Weisheiten aus Jahrtausenden
Das vorliegende Buch, das 1925 erstmals veröffentlicht wurde, informiert über Methoden der Selbstentwicklung, die auf persönlichen Erfahrungen der Autorin beruhen. Wer sie anwendet, tut dies in eigener Verantwortung. Der Herausgeber beabsichtigt nicht, Diagnosen zu stellen oder therapeutische Ratschläge zu geben. Die nachstehend beschriebenen Methoden sind keinesfalls als Ersatz für professionelle therapeutische Behandlung bei psychischen oder gesundheitlichen Problemen zu verstehen.
Alle Rechte der Verbreitung durch Schriften, Fernsehen, Funk, Film, Video, und fotomechanische oder digitale Verfahren sowie durch zukünftige Medien für die Übersetzung sind vorbehalten.
Florence Scovel Shinn: Das Spiel des Lebens und wie man es spielt
Titel der Originalausgabe: The Game of Life and How to Play It
Erstausgabe in englischer Sprache: 1925
Übersetzung aus dem Englischen: Günter W. Kienitz
Überarbeitete 2. Auflage: Juli 2015
© 2015 by Günter W. Kienitz
Internet: weisheiten-aus-jahrtausenden.de
Bibliografische Information der Deutschen Nationalbibliothek:
Die Deutsche Nationalbibliothek verzeichnet diese Publikation in der Deutschen Nationalbibliografie; detaillierte bibliografische Daten sind im Internet über http://dnb.dnb.de abrufbar.

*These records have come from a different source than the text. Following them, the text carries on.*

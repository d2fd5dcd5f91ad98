//! Calculated field definitions and their compiled form.

use std::sync::OnceLock;

use serde::{Deserialize, Serialize};

use crate::expr::ast::Expr;
use crate::expr::factory::Fragment;
use crate::model::types::{Aggregation, ColumnType};

/// A parsed expression together with its source text.
///
/// Parsing is pure, so the same source always produces a structurally
/// identical tree; a cached copy can safely stand in for a re-parse.
#[derive(Debug, Clone, PartialEq)]
pub struct CompiledExpr {
    pub source: String,
    pub root: Expr,
}

/// Caller-supplied definition of one calculated field.
///
/// Definitions are plain request data; the compiler turns them into
/// [`CalculatedColumn`]s. The parse result is cached on the definition
/// so repeated compilations of the same request skip the parser.
#[derive(Debug, Default, Clone, Serialize, Deserialize)]
pub struct CalculatedFieldDef {
    /// Field name, unique within the request.
    pub name: String,

    /// Expression source text (e.g., `price * qty`).
    pub expression: String,

    /// Display caption. Defaults to the name.
    #[serde(default, skip_serializing_if = "Option::is_none")]
    pub caption: Option<String>,

    #[serde(default, skip_serializing_if = "Option::is_none")]
    pub description: Option<String>,

    /// Aggregation to apply when the expression carries none of its own.
    #[serde(default, skip_serializing_if = "Option::is_none")]
    pub agg: Option<String>,

    /// Parse cache, populated on first compilation.
    #[serde(skip)]
    compiled: OnceLock<CompiledExpr>,
}

impl CalculatedFieldDef {
    pub fn new(name: impl Into<String>, expression: impl Into<String>) -> Self {
        Self {
            name: name.into(),
            expression: expression.into(),
            ..Default::default()
        }
    }

    pub fn with_caption(mut self, caption: impl Into<String>) -> Self {
        self.caption = Some(caption.into());
        self
    }

    pub fn with_description(mut self, description: impl Into<String>) -> Self {
        self.description = Some(description.into());
        self
    }

    pub fn with_agg(mut self, agg: impl Into<String>) -> Self {
        self.agg = Some(agg.into());
        self
    }

    /// Cached AST from an earlier compilation, if any.
    pub fn compiled(&self) -> Option<&CompiledExpr> {
        self.compiled.get()
    }

    /// Store a freshly parsed AST, returning the cached copy.
    ///
    /// Concurrent first compilations may race here; the first write wins
    /// and the loser's identical tree is dropped.
    pub(crate) fn cache_compiled(&self, source: String, root: Expr) -> &CompiledExpr {
        self.compiled.get_or_init(|| CompiledExpr { source, root })
    }
}

/// A registered calculated column and its lowered fragment.
///
/// Built once per field definition per request, registered in the
/// expression context, and never mutated afterwards.
#[derive(Debug, Clone)]
pub struct CalculatedColumn<F: Fragment> {
    pub name: String,
    pub caption: String,
    pub description: Option<String>,
    pub fragment: F,
}

impl<F: Fragment> CalculatedColumn<F> {
    /// Inferred type of the underlying expression.
    pub fn column_type(&self) -> ColumnType {
        self.fragment.inferred_type()
    }

    /// Does the expression itself contain an aggregate call?
    pub fn has_aggregate(&self) -> bool {
        self.fragment.has_aggregate()
    }

    /// Aggregation carried by the fragment, from an aggregate call or
    /// the field definition's `agg` hint.
    pub fn aggregation(&self) -> Option<Aggregation> {
        self.fragment.aggregation()
    }
}
//! Calculated field compilation.
//!
//! [`FieldCompiler`] turns caller-supplied [`CalculatedFieldDef`]s into
//! registered [`CalculatedColumn`]s: validate, parse (or reuse the
//! definition's cached AST), lower through the backend factory, apply
//! the `agg` hint, and register the result so later definitions in the
//! same batch can reference it.

use tracing::debug;

use crate::error::{Error, Result};
use crate::expr::context::ExprContext;
use crate::expr::factory::{Fragment, NodeFactory};
use crate::expr::parser;
use crate::model::{Aggregation, CalculatedColumn, CalculatedFieldDef};

/// Compiles calculated field definitions for one backend.
///
/// The factory fixes the fragment type, so a compiler built with
/// [`SqlFactory`](crate::sql::SqlFactory) can only yield SQL columns and
/// one built with [`DocumentFactory`](crate::document::DocumentFactory)
/// only document columns.
#[derive(Debug, Clone, Default)]
pub struct FieldCompiler<F: NodeFactory> {
    factory: F,
}

impl<F: NodeFactory> FieldCompiler<F> {
    pub fn new(factory: F) -> Self {
        Self { factory }
    }

    /// Compile a batch of definitions, in order.
    ///
    /// The first failure aborts the batch; definitions compiled before
    /// it stay registered in the context.
    pub fn process_fields(
        &self,
        defs: &[CalculatedFieldDef],
        cx: &mut ExprContext<'_, F::Fragment>,
    ) -> Result<Vec<CalculatedColumn<F::Fragment>>> {
        let mut columns = Vec::with_capacity(defs.len());
        for def in defs {
            columns.push(self.compile_field(def, cx)?);
        }
        Ok(columns)
    }

    /// Compile one definition and register it in the context.
    pub fn compile_field(
        &self,
        def: &CalculatedFieldDef,
        cx: &mut ExprContext<'_, F::Fragment>,
    ) -> Result<CalculatedColumn<F::Fragment>> {
        self.compile_inner(def, cx).map_err(|e| {
            // The allow-list rejection keeps its distinct signal.
            if e.is_security() {
                e
            } else {
                Error::FieldCompile {
                    name: def.name.clone(),
                    source: Box::new(e),
                }
            }
        })
    }

    fn compile_inner(
        &self,
        def: &CalculatedFieldDef,
        cx: &mut ExprContext<'_, F::Fragment>,
    ) -> Result<CalculatedColumn<F::Fragment>> {
        let name = def.name.trim();
        if name.is_empty() || def.expression.trim().is_empty() {
            return Err(Error::BlankFieldDef);
        }
        if cx.has_column(name) {
            return Err(Error::DuplicateColumn(name.to_string()));
        }

        let compiled = match def.compiled() {
            Some(cached) => {
                debug!(field = name, "reusing cached expression AST");
                cached
            }
            None => {
                let root = parser::parse(&def.expression)?;
                def.cache_compiled(def.expression.clone(), root)
            }
        };

        let mut fragment = compiled.root.lower(&self.factory, cx)?;

        // The agg hint only applies when the expression carries no
        // aggregation of its own, and it never sets has_aggregate.
        if let Some(agg) = &def.agg {
            if fragment.aggregation().is_none() {
                let agg = Aggregation::from_str(agg)
                    .ok_or_else(|| Error::InvalidAggregation(agg.clone()))?;
                fragment.set_inferred_aggregation(agg);
            }
        }

        debug!(
            field = name,
            has_aggregate = fragment.has_aggregate(),
            "compiled calculated field"
        );

        let column = CalculatedColumn {
            name: name.to_string(),
            caption: def.caption.clone().unwrap_or_else(|| name.to_string()),
            description: def.description.clone(),
            fragment,
        };
        cx.register_calculated_column(column.clone());
        Ok(column)
    }
}
//! Calculated field expression language.
//!
//! The pieces, in compilation order: [`parser`] turns source text into an
//! [`ast::Expr`], [`functions`] gates what the expression may call,
//! [`factory`] defines the backend seam, and [`context`] resolves names
//! while [`ast::Expr::lower`] walks the tree. [`inline`] detects
//! expressions embedded directly in select lists.

pub mod ast;
pub mod context;
pub mod factory;
pub mod functions;
pub mod infer;
pub mod inline;
pub mod parser;

pub use ast::{Expr, Literal};
pub use context::{ExprContext, ResolvedColumn};
pub use factory::{Fragment, NodeFactory};
pub use parser::{parse, ParseError};
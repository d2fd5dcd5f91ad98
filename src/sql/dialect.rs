//! Target-database function remapping.
//!
//! The expression grammar uses one function vocabulary (MySQL-flavored);
//! dialects translate names the target database spells differently.
//! Only names, not argument shapes: a function whose arguments need
//! restructuring for some target does not belong in the allow-list.

use serde::{Deserialize, Serialize};

/// SQL dialect the fragment is generated for.
#[derive(Debug, Clone, Copy, PartialEq, Eq, Default, Serialize, Deserialize)]
#[serde(rename_all = "lowercase")]
pub enum Dialect {
    /// No remapping; emit the allow-list vocabulary as-is.
    #[default]
    Generic,
    MySql,
    Postgres,
}

impl Dialect {
    /// Dialect name for display and logging.
    pub fn name(&self) -> &'static str {
        match self {
            Dialect::Generic => "generic",
            Dialect::MySql => "mysql",
            Dialect::Postgres => "postgres",
        }
    }

    /// Remap a function name for this dialect.
    ///
    /// `name` must already be uppercased. Names the dialect spells the
    /// same way pass through unchanged.
    pub fn remap_function<'a>(&self, name: &'a str) -> &'a str {
        match self {
            // The grammar's vocabulary is MySQL's, so both pass through.
            Dialect::Generic | Dialect::MySql => name,
            Dialect::Postgres => match name {
                "IFNULL" | "NVL" => "COALESCE",
                "INSTR" => "STRPOS",
                "TRUNCATE" => "TRUNC",
                _ => name,
            },
        }
    }
}

impl std::fmt::Display for Dialect {
    fn fmt(&self, f: &mut std::fmt::Formatter<'_>) -> std::fmt::Result {
        write!(f, "{}", self.name())
    }
}
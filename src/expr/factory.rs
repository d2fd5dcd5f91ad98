//! Backend seams: the fragment contract and the per-node factory.

use crate::error::Result;
use crate::expr::ast::Literal;
use crate::expr::context::ExprContext;
use crate::model::{Aggregation, ColumnRef, ColumnType};

/// Contract every backend fragment satisfies.
///
/// A fragment is the compiled form of one (sub-)expression: executable
/// content plus the metadata the compiler and downstream assembly need.
pub trait Fragment: Clone + std::fmt::Debug {
    /// Inferred data type of the expression.
    fn inferred_type(&self) -> ColumnType;

    /// True only when this fragment's own sub-tree contains an
    /// aggregate function call. The field definition's `agg` hint
    /// never sets this.
    fn has_aggregate(&self) -> bool;

    /// Aggregation carried by this fragment, if any.
    fn aggregation(&self) -> Option<Aggregation>;

    /// Attach the field definition's `agg` hint.
    ///
    /// Leaves [`has_aggregate`](Fragment::has_aggregate) untouched, so
    /// callers can still tell "already aggregated" from "needs wrapping".
    fn set_inferred_aggregation(&mut self, agg: Aggregation);

    /// Physical columns referenced by the expression, in first-use order.
    fn referenced_columns(&self) -> &[ColumnRef];
}

/// Per-node construction of backend fragments.
///
/// The lowering walk in [`Expr::lower`](crate::expr::ast::Expr::lower)
/// hands each AST node to one of these methods. The associated type pins
/// the result: a factory can only produce its own fragment kind, so a
/// mismatched result is a compile error rather than a runtime check.
pub trait NodeFactory {
    type Fragment: Fragment;

    /// Resolve an identifier to a column fragment.
    fn identifier(
        &self,
        cx: &ExprContext<'_, Self::Fragment>,
        name: &str,
    ) -> Result<Self::Fragment>;

    /// Build a literal fragment.
    fn literal(&self, lit: &Literal) -> Result<Self::Fragment>;

    /// Apply a prefix operator.
    fn unary(&self, op: &str, operand: Self::Fragment) -> Result<Self::Fragment>;

    /// Apply an infix operator.
    fn binary(
        &self,
        op: &str,
        left: Self::Fragment,
        right: Self::Fragment,
    ) -> Result<Self::Fragment>;

    /// Apply a function call.
    fn function(&self, name: &str, args: Vec<Self::Fragment>) -> Result<Self::Fragment>;
}
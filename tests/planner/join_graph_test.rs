// tests/planner/join_graph_test.rs
use std::sync::Arc;

use quarry::planner::{JoinGraph, JoinOn, JoinType, QueryTable};

fn tables() -> (Arc<QueryTable>, Arc<QueryTable>, Arc<QueryTable>) {
    (
        QueryTable::new("sales_order", "t0"),
        QueryTable::new("product", "t1"),
        QueryTable::new("customer", "t2"),
    )
}

#[test]
fn test_new_graph_contains_only_root() {
    let (fact, _, _) = tables();
    let graph = JoinGraph::new(fact);
    assert_eq!(graph.node_count(), 1);
    assert_eq!(graph.edge_count(), 0);
    assert_eq!(graph.root().alias, "t0");
}

#[test]
fn test_add_edge_registers_new_nodes() {
    let (fact, product, customer) = tables();
    let mut graph = JoinGraph::new(Arc::clone(&fact));
    graph.add_fk_edge(Arc::clone(&fact), product, "product_id");
    graph.add_fk_edge(fact, customer, "customer_id");
    assert_eq!(graph.node_count(), 3);
    assert_eq!(graph.edge_count(), 2);
}

#[test]
fn test_duplicate_edge_silently_ignored_first_wins() {
    let (fact, product, _) = tables();
    let mut graph = JoinGraph::new(Arc::clone(&fact));
    graph.add_fk_edge(Arc::clone(&fact), Arc::clone(&product), "product_id");
    graph.add_edge(
        Arc::clone(&fact),
        Arc::clone(&product),
        JoinOn::foreign_key("other_id"),
        JoinType::Inner,
    );

    assert_eq!(graph.edge_count(), 1);
    let edge = &graph.edges_from("t0")[0];
    assert_eq!(edge.on, JoinOn::foreign_key("product_id"));
    assert_eq!(edge.join_type, JoinType::Left);
}

#[test]
fn test_edges_from_and_to() {
    let (fact, product, customer) = tables();
    let mut graph = JoinGraph::new(Arc::clone(&fact));
    graph.add_fk_edge(Arc::clone(&fact), Arc::clone(&product), "product_id");
    graph.add_fk_edge(Arc::clone(&fact), customer, "customer_id");

    let out = graph.edges_from("t0");
    assert_eq!(out.len(), 2);
    assert_eq!(out[0].to.alias, "t1");
    assert_eq!(out[1].to.alias, "t2");

    let inbound = graph.edges_to("t1");
    assert_eq!(inbound.len(), 1);
    assert_eq!(inbound[0].from.alias, "t0");

    assert!(graph.edges_from("missing").is_empty());
}

#[test]
fn test_builder_edge_kept_on_edge() {
    let (fact, product, _) = tables();
    let mut graph = JoinGraph::new(Arc::clone(&fact));
    graph.add_edge(
        fact,
        product,
        JoinOn::builder(|l, r| format!("{l}.region = {r}.region AND {r}.active = 1")),
        JoinType::Inner,
    );

    let edge = &graph.all_edges()[0];
    assert_eq!(edge.join_type, JoinType::Inner);
    match &edge.on {
        JoinOn::Builder(f) => {
            assert_eq!(f("t0", "t1"), "t0.region = t1.region AND t1.active = 1");
        }
        other => panic!("expected builder, got {other:?}"),
    }
}

#[test]
fn test_validate_accepts_acyclic_graph() {
    let (fact, product, customer) = tables();
    let mut graph = JoinGraph::new(Arc::clone(&fact));
    graph.add_fk_edge(Arc::clone(&fact), Arc::clone(&product), "product_id");
    graph.add_fk_edge(fact, customer, "customer_id");
    assert!(graph.validate().is_ok());
}

#[test]
fn test_validate_rejects_cycle_with_description() {
    let (fact, product, _) = tables();
    let mut graph = JoinGraph::new(Arc::clone(&fact));
    graph.add_fk_edge(Arc::clone(&fact), Arc::clone(&product), "product_id");
    graph.add_fk_edge(product, fact, "order_id");

    let err = graph.validate().unwrap_err();
    let msg = err.to_string();
    assert!(msg.contains("Cyclic"), "unexpected message: {msg}");
    assert!(msg.contains("t0") && msg.contains("t1"), "unexpected message: {msg}");
}

#[test]
fn test_copy_shares_tables_not_edges() {
    let (fact, product, customer) = tables();
    let mut graph = JoinGraph::new(Arc::clone(&fact));
    graph.add_fk_edge(Arc::clone(&fact), Arc::clone(&product), "product_id");

    let mut copy = graph.copy();
    assert_eq!(copy.node_count(), graph.node_count());
    assert_eq!(copy.all_edges(), graph.all_edges());
    assert!(Arc::ptr_eq(copy.root(), graph.root()));

    copy.add_fk_edge(Arc::clone(&fact), customer, "customer_id");
    assert_eq!(copy.edge_count(), 2);
    assert_eq!(graph.edge_count(), 1);
}

#[test]
fn test_display_lists_edges() {
    let (fact, product, _) = tables();
    let mut graph = JoinGraph::new(Arc::clone(&fact));
    graph.add_fk_edge(fact, product, "product_id");
    let rendered = graph.to_string();
    assert!(rendered.contains("sales_order t0"));
    assert!(rendered.contains("t0 -> t1 (LEFT JOIN)"));
}
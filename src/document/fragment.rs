//! Compiled document-pipeline fragments.

use serde_json::Value;

use crate::expr::factory::Fragment;
use crate::model::{Aggregation, ColumnRef, ColumnType};

/// A compiled piece of an aggregation pipeline.
///
/// `expression` is the store's native operator tree (`{"$multiply":
/// ["$price", "$qty"]}`); fragments nest by value, so composing two
/// fragments embeds their trees directly.
#[derive(Debug, Clone, PartialEq)]
pub struct DocumentFragment {
    /// Pipeline expression tree.
    pub expression: Value,

    /// Physical fields the expression touches, in first-use order.
    pub referenced_columns: Vec<ColumnRef>,

    /// Best-effort inferred type.
    pub inferred_type: ColumnType,

    /// True when this fragment's own sub-tree contains an aggregate call.
    pub has_aggregate: bool,

    /// Aggregation from an aggregate call, or the field definition's
    /// `agg` hint when the expression carried none.
    pub aggregation: Option<Aggregation>,
}

impl DocumentFragment {
    /// A fragment with no references or aggregation.
    pub fn raw(expression: Value, inferred_type: ColumnType) -> Self {
        Self {
            expression,
            referenced_columns: Vec::new(),
            inferred_type,
            has_aggregate: false,
            aggregation: None,
        }
    }

    /// Append column references, skipping ones already recorded.
    pub(crate) fn extend_references<I>(&mut self, refs: I)
    where
        I: IntoIterator<Item = ColumnRef>,
    {
        for r in refs {
            if !self.referenced_columns.contains(&r) {
                self.referenced_columns.push(r);
            }
        }
    }
}

impl Fragment for DocumentFragment {
    fn inferred_type(&self) -> ColumnType {
        self.inferred_type
    }

    fn has_aggregate(&self) -> bool {
        self.has_aggregate
    }

    fn aggregation(&self) -> Option<Aggregation> {
        self.aggregation
    }

    fn set_inferred_aggregation(&mut self, agg: Aggregation) {
        self.aggregation = Some(agg);
    }

    fn referenced_columns(&self) -> &[ColumnRef] {
        &self.referenced_columns
    }
}

impl std::fmt::Display for DocumentFragment {
    fn fmt(&self, f: &mut std::fmt::Formatter<'_>) -> std::fmt::Result {
        write!(f, "{}", self.expression)
    }
}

Umschlaggestaltung: Bettina Kienitz
unter Verwendung eines Motivs von Ferdinand du Puigaudeau
Herstellung und Verlag: Books on Demand GmbH, Norderstedt
ISBN: 978-3-8448-5776-4
Inhalt
Die meisten Menschen halten das Leben für einen Kampf, doch es ist kein Kampf, sondern ein Spiel.
Erfolgreich spielen kann dieses Spiel nur, wer das Spirituelle Gesetz kennt. Die Regeln dazu finden sich klar und deutlich im Alten und im Neuen Testament. Die Grundlage des großartigen Spiels, so lehrt uns Jesus Christus, ist Geben und Nehmen.
„Denn was der Mensch sät, das wird er auch ernten“1. Das bedeutet, dass alles, was der Mensch in Worte fasst oder tut, eines Tages zu ihm zurückkehrt; denn was er gibt, erhält er auch.
Sendet er Hass aus, wird er Hass erfahren; sendet er Liebe aus, wird ihm Liebe zuteil; kritisiert er andere, wird er kritisiert werden; lügt er, wird er belogen; betrügt er, wird er betrogen. Wir erfahren auch, dass die bildliche Vorstellungskraft eine wesentliche Rolle im Spiel des Lebens spielt.
„Behüte dein Herz (deine Vorstellungskraft) mit allem Fleiß; denn daraus geht das Leben.“2
Das bedeutet: Was der Mensch sich bildlich vorstellt, wird früher oder später in seinem Leben physisch in Erscheinung treten. Ich weiß von einem Mann, der sich vor einer bestimmten Krankheit fürchtete. Sie war selten und daran zu erkranken höchst unwahrscheinlich, doch er beschäftigte sich ständig in Gedanken damit und las viel darüber, bis er tatsächlich an der Krankheit litt und als Opfer seiner fehlgeleiteten Vorstellung schließlich daran starb.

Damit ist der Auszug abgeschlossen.